What is needed is an exact copy of all the records, written out in full.

____

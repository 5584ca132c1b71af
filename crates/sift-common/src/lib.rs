//! Shared utilities for Data Sift crates.
//!
//! - [`any_to_string`] and friends turn Polars cells into text.
//! - The coercion helpers decide what a cell means to a rule: a number,
//!   a piece of normalized text, or "missing".

mod coerce;
mod polars;

pub use coerce::{
    EMPTY_SENTINEL, is_empty_sentinel, is_missing, normalize_literal, normalize_text,
    parse_number, to_number,
};
pub use polars::{any_to_f64, any_to_string, format_numeric};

____

Answer for the task:
repository 5584ca132c1b71af
filename crates/sift-common/src/lib.rs
//! Shared utilities for Data Sift crates.
//!
//! - [`any_to_string`] and friends turn Polars cells into text.
//! - The coercion helpers decide what a cell means to a rule: a number,
//!   a piece of normalized text, or "missing".

mod coerce;
mod polars;

pub use coerce::{
    EMPTY_SENTINEL, is_empty_sentinel, is_missing, normalize_literal, normalize_text,
    parse_number, to_number,
};
pub use polars::{any_to_f64, any_to_string, format_numeric};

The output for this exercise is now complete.